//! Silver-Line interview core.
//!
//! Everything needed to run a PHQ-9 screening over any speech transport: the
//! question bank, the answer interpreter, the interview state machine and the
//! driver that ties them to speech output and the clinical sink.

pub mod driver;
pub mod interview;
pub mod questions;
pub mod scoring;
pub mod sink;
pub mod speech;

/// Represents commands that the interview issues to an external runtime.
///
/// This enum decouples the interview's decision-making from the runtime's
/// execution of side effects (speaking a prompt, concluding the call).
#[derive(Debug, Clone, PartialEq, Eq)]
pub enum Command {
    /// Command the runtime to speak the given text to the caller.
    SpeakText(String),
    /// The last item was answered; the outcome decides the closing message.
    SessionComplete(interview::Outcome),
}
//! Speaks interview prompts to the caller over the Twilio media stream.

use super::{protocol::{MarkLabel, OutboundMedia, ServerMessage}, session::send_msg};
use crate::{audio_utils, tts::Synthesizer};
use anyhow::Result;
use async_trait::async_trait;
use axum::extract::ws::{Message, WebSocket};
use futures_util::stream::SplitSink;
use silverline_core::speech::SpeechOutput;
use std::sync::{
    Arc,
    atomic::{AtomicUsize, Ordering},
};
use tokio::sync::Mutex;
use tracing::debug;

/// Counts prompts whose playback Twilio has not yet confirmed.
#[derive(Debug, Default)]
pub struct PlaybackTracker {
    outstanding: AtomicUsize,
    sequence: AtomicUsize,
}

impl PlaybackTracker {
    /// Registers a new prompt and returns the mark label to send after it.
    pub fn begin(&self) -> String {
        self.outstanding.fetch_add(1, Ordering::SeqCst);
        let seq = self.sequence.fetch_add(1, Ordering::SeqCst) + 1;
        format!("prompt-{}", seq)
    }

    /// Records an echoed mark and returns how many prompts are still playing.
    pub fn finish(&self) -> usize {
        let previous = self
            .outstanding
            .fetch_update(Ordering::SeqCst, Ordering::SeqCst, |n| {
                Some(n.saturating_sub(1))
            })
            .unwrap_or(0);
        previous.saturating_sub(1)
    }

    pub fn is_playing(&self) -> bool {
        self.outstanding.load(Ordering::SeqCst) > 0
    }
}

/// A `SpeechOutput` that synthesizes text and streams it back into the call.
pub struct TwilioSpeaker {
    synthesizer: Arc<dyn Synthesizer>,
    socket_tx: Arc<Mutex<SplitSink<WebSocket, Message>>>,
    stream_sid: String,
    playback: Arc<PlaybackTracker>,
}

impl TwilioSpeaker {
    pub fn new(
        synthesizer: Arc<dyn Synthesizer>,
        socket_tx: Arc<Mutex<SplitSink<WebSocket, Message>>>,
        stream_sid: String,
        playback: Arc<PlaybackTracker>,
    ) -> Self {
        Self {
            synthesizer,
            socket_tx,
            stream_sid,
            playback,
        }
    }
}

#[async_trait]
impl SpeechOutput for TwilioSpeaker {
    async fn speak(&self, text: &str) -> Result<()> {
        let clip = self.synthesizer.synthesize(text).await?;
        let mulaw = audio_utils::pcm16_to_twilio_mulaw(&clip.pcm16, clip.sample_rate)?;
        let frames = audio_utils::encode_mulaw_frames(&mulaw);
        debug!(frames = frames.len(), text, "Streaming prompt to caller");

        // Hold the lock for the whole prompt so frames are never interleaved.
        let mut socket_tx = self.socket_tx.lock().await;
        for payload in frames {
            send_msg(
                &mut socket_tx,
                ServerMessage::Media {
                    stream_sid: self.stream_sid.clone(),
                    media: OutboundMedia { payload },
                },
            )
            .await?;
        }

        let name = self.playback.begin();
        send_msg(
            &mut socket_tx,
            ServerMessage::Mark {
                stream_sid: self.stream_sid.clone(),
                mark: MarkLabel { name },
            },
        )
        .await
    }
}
§ §
_Problem details_
In your answer, reproduce every entry exactly as it was written.

_Task output_
//! Silver-Line interview core.
//!
//! Everything needed to run a PHQ-9 screening over any speech transport: the
//! question bank, the answer interpreter, the interview state machine and the
//! driver that ties them to speech output and the clinical sink.

pub mod driver;
pub mod interview;
pub mod questions;
pub mod scoring;
pub mod sink;
pub mod speech;

/// Represents commands that the interview issues to an external runtime.
///
/// This enum decouples the interview's decision-making from the runtime's
/// execution of side effects (speaking a prompt, concluding the call).
#[derive(Debug, Clone, PartialEq, Eq)]
pub enum Command {
    /// Command the runtime to speak the given text to the caller.
    SpeakText(String),
    /// The last item was answered; the outcome decides the closing message.
    SessionComplete(interview::Outcome),
}
//! Speaks interview prompts to the caller over the Twilio media stream.

use super::{protocol::{MarkLabel, OutboundMedia, ServerMessage}, session::send_msg};
use crate::{audio_utils, tts::Synthesizer};
use anyhow::Result;
use async_trait::async_trait;
use axum::extract::ws::{Message, WebSocket};
use futures_util::stream::SplitSink;
use silverline_core::speech::SpeechOutput;
use std::sync::{
    Arc,
    atomic::{AtomicUsize, Ordering},
};
use tokio::sync::Mutex;
use tracing::debug;

/// Counts prompts whose playback Twilio has not yet confirmed.
#[derive(Debug, Default)]
pub struct PlaybackTracker {
    outstanding: AtomicUsize,
    sequence: AtomicUsize,
}

impl PlaybackTracker {
    /// Registers a new prompt and returns the mark label to send after it.
    pub fn begin(&self) -> String {
        self.outstanding.fetch_add(1, Ordering::SeqCst);
        let seq = self.sequence.fetch_add(1, Ordering::SeqCst) + 1;
        format!("prompt-{}", seq)
    }

    /// Records an echoed mark and returns how many prompts are still playing.
    pub fn finish(&self) -> usize {
        let previous = self
            .outstanding
            .fetch_update(Ordering::SeqCst, Ordering::SeqCst, |n| {
                Some(n.saturating_sub(1))
            })
            .unwrap_or(0);
        previous.saturating_sub(1)
    }

    pub fn is_playing(&self) -> bool {
        self.outstanding.load(Ordering::SeqCst) > 0
    }
}

/// A `SpeechOutput` that synthesizes text and streams it back into the call.
pub struct TwilioSpeaker {
    synthesizer: Arc<dyn Synthesizer>,
    socket_tx: Arc<Mutex<SplitSink<WebSocket, Message>>>,
    stream_sid: String,
    playback: Arc<PlaybackTracker>,
}

impl TwilioSpeaker {
    pub fn new(
        synthesizer: Arc<dyn Synthesizer>,
        socket_tx: Arc<Mutex<SplitSink<WebSocket, Message>>>,
        stream_sid: String,
        playback: Arc<PlaybackTracker>,
    ) -> Self {
        Self {
            synthesizer,
            socket_tx,
            stream_sid,
            playback,
        }
    }
}

#[async_trait]
impl SpeechOutput for TwilioSpeaker {
    async fn speak(&self, text: &str) -> Result<()> {
        let clip = self.synthesizer.synthesize(text).await?;
        let mulaw = audio_utils::pcm16_to_twilio_mulaw(&clip.pcm16, clip.sample_rate)?;
        let frames = audio_utils::encode_mulaw_frames(&mulaw);
        debug!(frames = frames.len(), text, "Streaming prompt to caller");

        // Hold the lock for the whole prompt so frames are never interleaved.
        let mut socket_tx = self.socket_tx.lock().await;
        for payload in frames {
            send_msg(
                &mut socket_tx,
                ServerMessage::Media {
                    stream_sid: self.stream_sid.clone(),
                    media: OutboundMedia { payload },
                },
            )
            .await?;
        }

        let name = self.playback.begin();
        send_msg(
            &mut socket_tx,
            ServerMessage::Mark {
                stream_sid: self.stream_sid.clone(),
                mark: MarkLabel { name },
            },
        )
        .await
    }
}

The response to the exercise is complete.